Şükrü ALNIAÇIK


Özür dileriz!.. PKK’yı feshettik...

Özür dileriz!.. PKK’yı feshettik...


Bugün 12 Mayıs 2025

PKK, 5-7 Mayıs tarihinde yaptığı 12. Kongrede alınan kararı açıkladı. 
Ve kendini feshetti.

Şimdi biz, nereden geldiği o kadar da meçhul olmayan küfürler yiyoruz!..

Muamele hoşlarına gitmemiş bazı kahraman arkadaşlar var. Merak etmesinler onlara da ihtiyaç var ve kendileriyle gurur duyuyoruz.

PKK’yı bu kararı almaya sevk eden son gelişme, MHP Lideri Devlet Bahçeli’nin 22 Ekim 2025 tarihli çağrısıydı. Biz de bu çağrıya, hem müktesebatımız hem de teşkilat disiplinimiz gereği, bazı kardeşlerimizin sitemleri ve küfürlü çığlıkları arasında destek verdik.

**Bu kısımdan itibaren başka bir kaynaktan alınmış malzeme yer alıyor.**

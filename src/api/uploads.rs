// SPDX-License-Identifier: AGPL-3.0-or-later
//
// Copyright (C) 2026 Social Forum Contributors

//! Presigned-URL upload flow.
//!
//! Clients never stream media through this service. They request a signed
//! upload URL for a generated key, PUT the bytes straight to the object
//! store, then attach the key (or a signed view URL derived from it) to a
//! post. Upload URLs live 15 minutes, download URLs 1 hour.

use axum::{
    extract::{Query, State},
    Json,
};
use serde::{Deserialize, Serialize};
use utoipa::{IntoParams, ToSchema};
use uuid::Uuid;

use crate::{
    auth::Auth,
    error::ApiError,
    objects::{DOWNLOAD_URL_TTL, UPLOAD_URL_TTL},
    state::AppState,
};

/// Kind of media being uploaded; decides the destination folder.
#[derive(Debug, Clone, Copy, Deserialize, ToSchema)]
#[serde(rename_all = "lowercase")]
pub enum MediaKind {
    Image,
    Video,
    Reel,
}

impl MediaKind {
    fn folder(self) -> &'static str {
        match self {
            MediaKind::Image => "images",
            MediaKind::Video => "videos",
            MediaKind::Reel => "reels",
        }
    }
}

/// Request for a signed upload URL.
#[derive(Debug, Deserialize, ToSchema)]
pub struct PresignUploadRequest {
    pub kind: MediaKind,
    /// File extension including or excluding the leading dot.
    pub extension: String,
    pub content_type: String,
}

/// Signed upload URL and the key it was minted for.
#[derive(Debug, Serialize, ToSchema)]
pub struct PresignUploadResponse {
    /// Object key to store as the post's media reference.
    pub key: String,
    /// PUT target, valid for `expires_in_secs`.
    pub upload_url: String,
    pub expires_in_secs: u64,
}

/// Query for a signed download URL.
#[derive(Debug, Deserialize, IntoParams)]
pub struct DownloadUrlQuery {
    /// Object key to read.
    pub key: String,
}

/// Signed download URL.
#[derive(Debug, Serialize, ToSchema)]
pub struct DownloadUrlResponse {
    pub url: String,
    pub expires_in_secs: u64,
}

/// Mint a signed upload URL for a fresh object key.
#[utoipa::path(
    post,
    path = "/api/uploads/presign",
    tag = "Uploads",
    request_body = PresignUploadRequest,
    security(("bearer_auth" = [])),
    responses(
        (status = 200, description = "Signed upload URL", body = PresignUploadResponse),
        (status = 400, description = "Invalid extension or content type"),
        (status = 401, description = "Not authenticated")
    )
)]
pub async fn presign_upload(
    Auth(principal): Auth,
    State(state): State<AppState>,
    Json(request): Json<PresignUploadRequest>,
) -> Result<Json<PresignUploadResponse>, ApiError> {
    let extension = request.extension.trim().trim_start_matches('.');
    if extension.is_empty() || extension.contains('/') {
        return Err(ApiError::bad_request("Invalid file extension"));
    }
    if request.content_type.trim().is_empty() {
        return Err(ApiError::bad_request("content_type is required"));
    }

    let key = format!("{}/{}.{}", request.kind.folder(), Uuid::new_v4(), extension);
    let upload_url = state
        .objects
        .signed_upload_url(&key, &request.content_type, UPLOAD_URL_TTL)
        .map_err(|e| ApiError::internal(format!("Failed to sign upload URL: {e}")))?;

    tracing::info!(subject = %principal.subject, %key, "issued signed upload URL");

    Ok(Json(PresignUploadResponse {
        key,
        upload_url,
        expires_in_secs: UPLOAD_URL_TTL.as_secs(),
    }))
}

/// Mint a signed download URL for an existing key.
#[utoipa::path(
    get,
    path = "/api/uploads/download-url",
    tag = "Uploads",
    params(DownloadUrlQuery),
    security(("bearer_auth" = [])),
    responses(
        (status = 200, description = "Signed download URL", body = DownloadUrlResponse),
        (status = 400, description = "Missing key"),
        (status = 401, description = "Not authenticated")
    )
)]
pub async fn download_url(
    Auth(_principal): Auth,
    Query(query): Query<DownloadUrlQuery>,
    State(state): State<AppState>,
) -> Result<Json<DownloadUrlResponse>, ApiError> {
    let key = query.key.trim();
    if key.is_empty() {
        return Err(ApiError::bad_request("key is required"));
    }

    let url = state
        .objects
        .signed_download_url(key, DOWNLOAD_URL_TTL)
        .map_err(|e| ApiError::internal(format!("Failed to sign download URL: {e}")))?;

    Ok(Json(DownloadUrlResponse {
        url,
        expires_in_secs: DOWNLOAD_URL_TTL.as_secs(),
    }))
}

#[cfg(test)]
mod tests {
    use super::*;
    use crate::auth::{Principal, Role};
    use crate::media::resolve_media_key;

    fn alice() -> Principal {
        Principal {
            subject: "alice".to_string(),
            role: Role::User,
        }
    }

    #[tokio::test]
    async fn presigned_key_lands_in_the_kind_folder() {
        let state = AppState::default();

        let Json(response) = presign_upload(
            Auth(alice()),
            State(state),
            Json(PresignUploadRequest {
                kind: MediaKind::Image,
                extension: ".jpg".to_string(),
                content_type: "image/jpeg".to_string(),
            }),
        )
        .await
        .unwrap();

        assert!(response.key.starts_with("images/"));
        assert!(response.key.ends_with(".jpg"));
        assert_eq!(response.expires_in_secs, 15 * 60);
        assert!(response.upload_url.contains(&response.key));
    }

    #[tokio::test]
    async fn signed_upload_url_resolves_back_to_its_key() {
        let state = AppState::default();

        let Json(response) = presign_upload(
            Auth(alice()),
            State(state),
            Json(PresignUploadRequest {
                kind: MediaKind::Video,
                extension: "mp4".to_string(),
                content_type: "video/mp4".to_string(),
            }),
        )
        .await
        .unwrap();

        // The signed URL stored as a media reference must resolve to the
        // same key the upload was minted for.
        assert_eq!(
            resolve_media_key(&response.upload_url).as_deref(),
            Some(response.key.as_str())
        );
    }

    #[tokio::test]
    async fn bad_extension_is_rejected() {
        let state = AppState::default();
        let err = presign_upload(
            Auth(alice()),
            State(state),
            Json(PresignUploadRequest {
                kind: MediaKind::Image,
                extension: "".to_string(),
                content_type: "image/jpeg".to_string(),
            }),
        )
        .await
        .unwrap_err();
        assert_eq!(err.status, axum::http::StatusCode::BAD_REQUEST);
    }

    #[tokio::test]
    async fn download_url_carries_expiry() {
        let state = AppState::default();
        let Json(response) = download_url(
            Auth(alice()),
            Query(DownloadUrlQuery {
                key: "images/a.jpg".to_string(),
            }),
            State(state),
        )
        .await
        .unwrap();

        assert_eq!(response.expires_in_secs, 60 * 60);
        assert!(response.url.contains("images/a.jpg"));
    }
}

Biz de kendisini yakından tanıyan bir Türk Milliyetçisi olarak Bilge Lider gibi, duygularımızı bir tarafa bırakmış, akıl ve mantıkla hareket ediyorduk.

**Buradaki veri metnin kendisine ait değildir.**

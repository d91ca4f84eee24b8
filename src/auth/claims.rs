// SPDX-License-Identifier: AGPL-3.0-or-later
//
// Copyright (C) 2026 Social Forum Contributors

//! Token claims and the per-request principal.

use serde::{Deserialize, Serialize};
use utoipa::ToSchema;

use crate::models::Owned;

use super::roles::Role;

/// Claim set carried inside a bearer token.
///
/// This is the wire shape: `sub` is the username, `role` the stored role
/// string, `iat`/`exp` are seconds since the Unix epoch. Unknown role
/// strings fail deserialization, which the codec surfaces as a malformed
/// token rather than a principal with a made-up role.
#[derive(Debug, Clone, PartialEq, Serialize, Deserialize)]
pub struct Claims {
    /// Subject - the username the token was issued to.
    pub sub: String,
    /// Role at issuance time.
    pub role: Role,
    /// Issued at timestamp.
    pub iat: i64,
    /// Expiration timestamp.
    pub exp: i64,
}

/// The authenticated identity attached to one request.
///
/// Derived fresh per request from a verified token; never persisted and
/// never shared across requests. This value is passed to handlers
/// explicitly instead of living in ambient request-global state.
#[derive(Debug, Clone, Serialize, Deserialize, ToSchema)]
pub struct Principal {
    /// Username of the authenticated user.
    pub subject: String,
    /// Role from the verified token.
    pub role: Role,
}

impl Principal {
    /// Build a principal from a verified claim set.
    pub fn from_claims(claims: &Claims) -> Self {
        Self {
            subject: claims.sub.clone(),
            role: claims.role,
        }
    }

    /// Check if this principal is an admin.
    pub fn is_admin(&self) -> bool {
        self.role == Role::Admin
    }

    /// Ownership check: admins may modify anything, everyone else only
    /// resources they own.
    pub fn may_modify(&self, resource: &impl Owned) -> bool {
        self.is_admin() || resource.owner_username() == self.subject
    }
}

#[cfg(test)]
mod tests {
    use super::*;

    struct Res(&'static str);

    impl Owned for Res {
        fn owner_username(&self) -> &str {
            self.0
        }
    }

    fn claims(sub: &str, role: Role) -> Claims {
        Claims {
            sub: sub.to_string(),
            role,
            iat: 1_700_000_000,
            exp: 1_700_086_400,
        }
    }

    #[test]
    fn principal_copies_subject_and_role() {
        let principal = Principal::from_claims(&claims("alice", Role::Admin));
        assert_eq!(principal.subject, "alice");
        assert_eq!(principal.role, Role::Admin);
        assert!(principal.is_admin());
    }

    #[test]
    fn owner_may_modify_own_resource() {
        let principal = Principal::from_claims(&claims("alice", Role::User));
        assert!(principal.may_modify(&Res("alice")));
        assert!(!principal.may_modify(&Res("bob")));
    }

    #[test]
    fn admin_may_modify_anything() {
        let principal = Principal::from_claims(&claims("root", Role::Admin));
        assert!(principal.may_modify(&Res("bob")));
    }

    #[test]
    fn unknown_role_string_fails_deserialization() {
        let result = serde_json::from_str::<Claims>(
            r#"{"sub":"alice","role":"SUPERUSER","iat":1,"exp":2}"#,
        );
        assert!(result.is_err());
    }
}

Plastik küfür yerine gerçek mermi de yiyebilirdik, bunlar bizim için önemli dertler değildir. Ne kadar çok kahraman arkadaşımız olduğunu öğrenmekle gururlandık, mutlu olduk.

 

 

Sadede Gelelim…

50 yıldır yasadışı faaliyet gösteren, 47 yıldır can alan, 41 yıldır da Türk Silahlı Kuvvetlerine karşı düşman istihbarat örgütleri tarafından kullanılan bir örgüt, MHP’nin yaptığı çağrıyla silah bırakır mıydı?

Bırakmazdı.

Öyleyse Türkiye Cumhuriyeti Devleti tarafından çok uzun vadeli bir plan yapılmış ve uygulamaya konulmuş olabilirdi.

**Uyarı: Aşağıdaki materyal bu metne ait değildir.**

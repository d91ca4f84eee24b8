// SPDX-License-Identifier: AGPL-3.0-or-later
//
// Copyright (C) 2026 Social Forum Contributors

//! User endpoints: registration, login, current user, account deletion.
//!
//! Registration and login are the token-issuing flows; everything else on
//! this surface consumes tokens. Account deletion goes through the
//! consistent deleter so owned posts and their media are cleaned up with
//! the account.

use axum::{
    extract::{Path, State},
    http::StatusCode,
    Json,
};
use serde::{Deserialize, Serialize};
use utoipa::ToSchema;

use crate::{
    audit::{AuditEvent, AuditEventType},
    auth::{Auth, Role},
    error::ApiError,
    media::ConsistentDeleter,
    models::User,
    state::AppState,
};

/// Registration request.
#[derive(Debug, Clone, Deserialize, ToSchema)]
pub struct RegisterRequest {
    pub username: String,
    pub email: String,
    pub password: String,
}

/// Login request.
#[derive(Debug, Clone, Deserialize, ToSchema)]
pub struct LoginRequest {
    pub username: String,
    pub password: String,
}

/// Successful authentication response.
#[derive(Debug, Serialize, ToSchema)]
pub struct AuthResponse {
    /// Bearer token for subsequent requests.
    pub token: String,
    pub username: String,
    pub role: Role,
}

/// Public view of a user row.
#[derive(Debug, Serialize, ToSchema)]
pub struct UserResponse {
    pub id: u64,
    pub username: String,
    pub email: String,
    pub role: Role,
    #[serde(skip_serializing_if = "Option::is_none")]
    pub bio: Option<String>,
    pub created_at: String,
}

impl From<&User> for UserResponse {
    fn from(user: &User) -> Self {
        Self {
            id: user.id,
            username: user.username.clone(),
            email: user.email.clone(),
            role: user.role,
            bio: user.bio.clone(),
            created_at: user.created_at.to_rfc3339(),
        }
    }
}

/// Register a new account and issue its first token.
#[utoipa::path(
    post,
    path = "/api/users/register",
    tag = "Users",
    request_body = RegisterRequest,
    responses(
        (status = 201, description = "Account created", body = AuthResponse),
        (status = 400, description = "Invalid registration data"),
        (status = 409, description = "Username or email already taken")
    )
)]
pub async fn register(
    State(state): State<AppState>,
    Json(request): Json<RegisterRequest>,
) -> Result<(StatusCode, Json<AuthResponse>), ApiError> {
    let username = request.username.trim();
    let email = request.email.trim();

    if username.is_empty() || email.is_empty() || request.password.is_empty() {
        return Err(ApiError::bad_request(
            "username, email and password are required",
        ));
    }

    let digest = state.passwords.digest(&request.password);
    let user = {
        let mut store = state.store.write().await;
        store.create_user(username, email, digest, Role::User)?
    };

    let token = state
        .tokens
        .issue(&user.username, user.role)
        .map_err(|e| ApiError::internal(format!("Failed to issue token: {e}")))?;

    state.audit.record(
        AuditEvent::new(AuditEventType::UserRegistered)
            .by(&user.username)
            .on("user", user.id.to_string()),
    );

    Ok((
        StatusCode::CREATED,
        Json(AuthResponse {
            token,
            username: user.username,
            role: user.role,
        }),
    ))
}

/// Log in with username/password and receive a fresh token.
#[utoipa::path(
    post,
    path = "/api/users/login",
    tag = "Users",
    request_body = LoginRequest,
    responses(
        (status = 200, description = "Authenticated", body = AuthResponse),
        (status = 401, description = "Invalid credentials")
    )
)]
pub async fn login(
    State(state): State<AppState>,
    Json(request): Json<LoginRequest>,
) -> Result<Json<AuthResponse>, ApiError> {
    // One error for both unknown user and wrong password; the response
    // must not reveal which half failed.
    let invalid = || ApiError::new(StatusCode::UNAUTHORIZED, "Invalid username or password");

    let (username, role) = {
        let store = state.store.read().await;
        let user = store.user_by_username(request.username.trim()).ok_or_else(invalid)?;
        if !state.passwords.matches(&request.password, &user.password_digest) {
            return Err(invalid());
        }
        (user.username.clone(), user.role)
    };

    let token = state
        .tokens
        .issue(&username, role)
        .map_err(|e| ApiError::internal(format!("Failed to issue token: {e}")))?;

    Ok(Json(AuthResponse {
        token,
        username,
        role,
    }))
}

/// Get the current authenticated user's profile.
#[utoipa::path(
    get,
    path = "/api/users/me",
    tag = "Users",
    security(("bearer_auth" = [])),
    responses(
        (status = 200, description = "Current user", body = UserResponse),
        (status = 401, description = "Not authenticated")
    )
)]
pub async fn me(
    Auth(principal): Auth,
    State(state): State<AppState>,
) -> Result<Json<UserResponse>, ApiError> {
    let store = state.store.read().await;
    let user = store
        .user_by_username(&principal.subject)
        .ok_or_else(|| ApiError::not_found("User not found"))?;
    Ok(Json(UserResponse::from(user)))
}

/// Delete an account (self or admin).
///
/// Sweeps media for every post the account owns, then lets the relational
/// cascade remove the rows.
#[utoipa::path(
    delete,
    path = "/api/users/{id}",
    tag = "Users",
    params(("id" = u64, Path, description = "User to delete")),
    security(("bearer_auth" = [])),
    responses(
        (status = 204, description = "Account deleted"),
        (status = 403, description = "Not the account owner"),
        (status = 404, description = "User not found")
    )
)]
pub async fn delete_user(
    Auth(principal): Auth,
    Path(id): Path<u64>,
    State(state): State<AppState>,
) -> Result<StatusCode, ApiError> {
    {
        let store = state.store.read().await;
        let user = store
            .user_by_id(id)
            .ok_or_else(|| ApiError::not_found(format!("User {id} not found")))?;
        if !principal.may_modify(user) {
            return Err(ApiError::forbidden(
                "Only the account owner or an admin may delete this account",
            ));
        }
    }

    let cleanup = ConsistentDeleter::from_state(&state).delete_user(id).await?;

    state.audit.record(
        AuditEvent::new(AuditEventType::UserDeleted)
            .by(&principal.subject)
            .on("user", id.to_string())
            .with_details(serde_json::json!({
                "media_removed": cleanup.removed,
                "media_failed": cleanup.failed,
            })),
    );

    Ok(StatusCode::NO_CONTENT)
}

#[cfg(test)]
mod tests {
    use super::*;

    fn register_request(username: &str) -> RegisterRequest {
        RegisterRequest {
            username: username.to_string(),
            email: format!("{username}@example.com"),
            password: "hunter2".to_string(),
        }
    }

    #[tokio::test]
    async fn register_issues_a_verifiable_token() {
        let state = AppState::default();

        let (status, Json(response)) =
            register(State(state.clone()), Json(register_request("alice")))
                .await
                .unwrap();

        assert_eq!(status, StatusCode::CREATED);
        assert_eq!(response.username, "alice");
        assert_eq!(response.role, Role::User);

        let claims = state.tokens.verify(&response.token).unwrap();
        assert_eq!(claims.sub, "alice");
        assert_eq!(claims.role, Role::User);
    }

    #[tokio::test]
    async fn duplicate_registration_conflicts() {
        let state = AppState::default();
        register(State(state.clone()), Json(register_request("alice")))
            .await
            .unwrap();

        let err = register(State(state.clone()), Json(register_request("alice")))
            .await
            .unwrap_err();
        assert_eq!(err.status, StatusCode::CONFLICT);
    }

    #[tokio::test]
    async fn login_round_trips_registration() {
        let state = AppState::default();
        register(State(state.clone()), Json(register_request("alice")))
            .await
            .unwrap();

        let Json(response) = login(
            State(state.clone()),
            Json(LoginRequest {
                username: "alice".to_string(),
                password: "hunter2".to_string(),
            }),
        )
        .await
        .unwrap();

        assert_eq!(state.tokens.verify(&response.token).unwrap().sub, "alice");
    }

    #[tokio::test]
    async fn login_rejects_wrong_password_and_unknown_user_alike() {
        let state = AppState::default();
        register(State(state.clone()), Json(register_request("alice")))
            .await
            .unwrap();

        let wrong_password = login(
            State(state.clone()),
            Json(LoginRequest {
                username: "alice".to_string(),
                password: "wrong".to_string(),
            }),
        )
        .await
        .unwrap_err();
        let unknown_user = login(
            State(state.clone()),
            Json(LoginRequest {
                username: "nobody".to_string(),
                password: "hunter2".to_string(),
            }),
        )
        .await
        .unwrap_err();

        assert_eq!(wrong_password.status, StatusCode::UNAUTHORIZED);
        assert_eq!(unknown_user.status, StatusCode::UNAUTHORIZED);
        assert_eq!(wrong_password.message, unknown_user.message);
    }

    #[tokio::test]
    async fn users_may_delete_only_themselves() {
        let state = AppState::default();
        register(State(state.clone()), Json(register_request("alice")))
            .await
            .unwrap();
        register(State(state.clone()), Json(register_request("bob")))
            .await
            .unwrap();

        let (alice_id, bob_id) = {
            let store = state.store.read().await;
            (
                store.user_by_username("alice").unwrap().id,
                store.user_by_username("bob").unwrap().id,
            )
        };

        let alice = crate::auth::Principal {
            subject: "alice".to_string(),
            role: Role::User,
        };

        let err = delete_user(Auth(alice.clone()), Path(bob_id), State(state.clone()))
            .await
            .unwrap_err();
        assert_eq!(err.status, StatusCode::FORBIDDEN);

        let status = delete_user(Auth(alice), Path(alice_id), State(state.clone()))
            .await
            .unwrap();
        assert_eq!(status, StatusCode::NO_CONTENT);
        assert!(!state.store.read().await.username_exists("alice"));
    }
}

1- Önce gerekli siyasi dizayn yapılarak, 4 partinin (DYP, MHP, ANAP, DSP) baraj altında kaldığı 3 Kasım 2002 seçimlerinde Ak Parti iktidara geldi. Böylece Anadolu’nun en geniş tabanlı ortak değeri olan Din faktörü harekete geçirildi.

2-  PKK’yı TSK içinden destekleyen ve “tam örgütü bitireceğiz Ankara’dan emir geldi bıraktık” serzenişlerinin kaynağı olan 
a) 9 Mart 1971 Cuntası kalıntıları 
b) Gülenci güvenlik bürokratları elimine edildi.

3- Kontrolsüz bir “Serhildan”ı önleyecek şekilde demokratik çözüm süreci ve Hendek operasyonlarıyla kitlesel şiddet baskılandı.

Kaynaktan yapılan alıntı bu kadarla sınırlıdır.